(Records drawn from a dataset)
---
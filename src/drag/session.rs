use egui::Pos2;

use crate::model::{DockOperation, DockableId, DragAction};

use super::registry::SurfaceId;

/// One press→release gesture.
#[derive(Clone, Copy, Debug, PartialEq)]
pub struct DragSession {
    pub id: u64,
    pub origin: Pos2,
    pub source: DockableId,
    pub source_surface: SurfaceId,
    pub action: DragAction,

    /// Last pointer position seen by the session.
    pub pointer: Pos2,

    /// Operation the drop would perform right now; [`DockOperation::None`] while nothing legal
    /// is hovered.
    pub operation: DockOperation,

    /// Candidate the current operation is relative to; `None` for floating.
    pub target: Option<DockableId>,
}

impl DragSession {
    pub(super) fn new(
        id: u64,
        origin: Pos2,
        source: DockableId,
        source_surface: SurfaceId,
        action: DragAction,
    ) -> Self {
        Self {
            id,
            origin,
            source,
            source_surface,
            action,
            pointer: origin,
            operation: DockOperation::None,
            target: None,
        }
    }

    pub fn travelled(&self) -> f32 {
        (self.pointer - self.origin).length()
    }

    pub(super) fn clear_hover(&mut self) {
        self.operation = DockOperation::None;
        self.target = None;
    }
}

/// State of a [`super::DockController`].
#[derive(Clone, Copy, Debug, Default, PartialEq)]
pub enum DragPhase {
    #[default]
    Idle,

    /// Pointer is down on a draggable dockable but has not travelled far enough yet.
    Pressed(DragSession),

    Dragging(DragSession),
}

impl DragPhase {
    pub fn session(&self) -> Option<&DragSession> {
        match self {
            Self::Idle => None,
            Self::Pressed(session) | Self::Dragging(session) => Some(session),
        }
    }

    pub fn is_idle(&self) -> bool {
        matches!(self, Self::Idle)
    }

    pub fn is_pressed(&self) -> bool {
        matches!(self, Self::Pressed(_))
    }

    pub fn is_dragging(&self) -> bool {
        matches!(self, Self::Dragging(_))
    }
}

#[cfg(test)]
mod tests {
    use egui::pos2;

    use super::*;

    #[test]
    fn fresh_session_hovers_nothing() {
        let mut session = DragSession::new(
            1,
            pos2(10.0, 10.0),
            DockableId::from_u64(3),
            SurfaceId::from_u64(1),
            DragAction::Move,
        );
        assert_eq!(session.operation, DockOperation::None);
        assert_eq!(session.travelled(), 0.0);

        session.pointer = pos2(13.0, 14.0);
        assert!((session.travelled() - 5.0).abs() < 1e-6);

        session.operation = DockOperation::Fill;
        session.target = Some(DockableId::from_u64(4));
        session.clear_hover();
        assert_eq!(session.target, None);

        let phase = DragPhase::Pressed(session);
        assert!(phase.is_pressed());
        assert_eq!(phase.session().map(|s| s.id), Some(1));
        assert!(DragPhase::default().is_idle());
    }
}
---
### Problem to solve:
Set the entries above down again, each one exactly as written.

### Solution to the exercise:
filename src/drag/session.rs
use egui::Pos2;

use crate::model::{DockOperation, DockableId, DragAction};

use super::registry::SurfaceId;

/// One press→release gesture.
#[derive(Clone, Copy, Debug, PartialEq)]
pub struct DragSession {
    pub id: u64,
    pub origin: Pos2,
    pub source: DockableId,
    pub source_surface: SurfaceId,
    pub action: DragAction,

    /// Last pointer position seen by the session.
    pub pointer: Pos2,

    /// Operation the drop would perform right now; [`DockOperation::None`] while nothing legal
    /// is hovered.
    pub operation: DockOperation,

    /// Candidate the current operation is relative to; `None` for floating.
    pub target: Option<DockableId>,
}

impl DragSession {
    pub(super) fn new(
        id: u64,
        origin: Pos2,
        source: DockableId,
        source_surface: SurfaceId,
        action: DragAction,
    ) -> Self {
        Self {
            id,
            origin,
            source,
            source_surface,
            action,
            pointer: origin,
            operation: DockOperation::None,
            target: None,
        }
    }

    pub fn travelled(&self) -> f32 {
        (self.pointer - self.origin).length()
    }

    pub(super) fn clear_hover(&mut self) {
        self.operation = DockOperation::None;
        self.target = None;
    }
}

/// State of a [`super::DockController`].
#[derive(Clone, Copy, Debug, Default, PartialEq)]
pub enum DragPhase {
    #[default]
    Idle,

    /// Pointer is down on a draggable dockable but has not travelled far enough yet.
    Pressed(DragSession),

    Dragging(DragSession),
}

impl DragPhase {
    pub fn session(&self) -> Option<&DragSession> {
        match self {
            Self::Idle => None,
            Self::Pressed(session) | Self::Dragging(session) => Some(session),
        }
    }

    pub fn is_idle(&self) -> bool {
        matches!(self, Self::Idle)
    }

    pub fn is_pressed(&self) -> bool {
        matches!(self, Self::Pressed(_))
    }

    pub fn is_dragging(&self) -> bool {
        matches!(self, Self::Dragging(_))
    }
}

#[cfg(test)]
mod tests {
    use egui::pos2;

    use super::*;

    #[test]
    fn fresh_session_hovers_nothing() {
        let mut session = DragSession::new(
            1,
            pos2(10.0, 10.0),
            DockableId::from_u64(3),
            SurfaceId::from_u64(1),
            DragAction::Move,
        );
        assert_eq!(session.operation, DockOperation::None);
        assert_eq!(session.travelled(), 0.0);

        session.pointer = pos2(13.0, 14.0);
        assert!((session.travelled() - 5.0).abs() < 1e-6);

        session.operation = DockOperation::Fill;
        session.target = Some(DockableId::from_u64(4));
        session.clear_hover();
        assert_eq!(session.target, None);

        let phase = DragPhase::Pressed(session);
        assert!(phase.is_pressed());
        assert_eq!(phase.session().map(|s| s.id), Some(1));
        assert!(DragPhase::default().is_idle());
    }
}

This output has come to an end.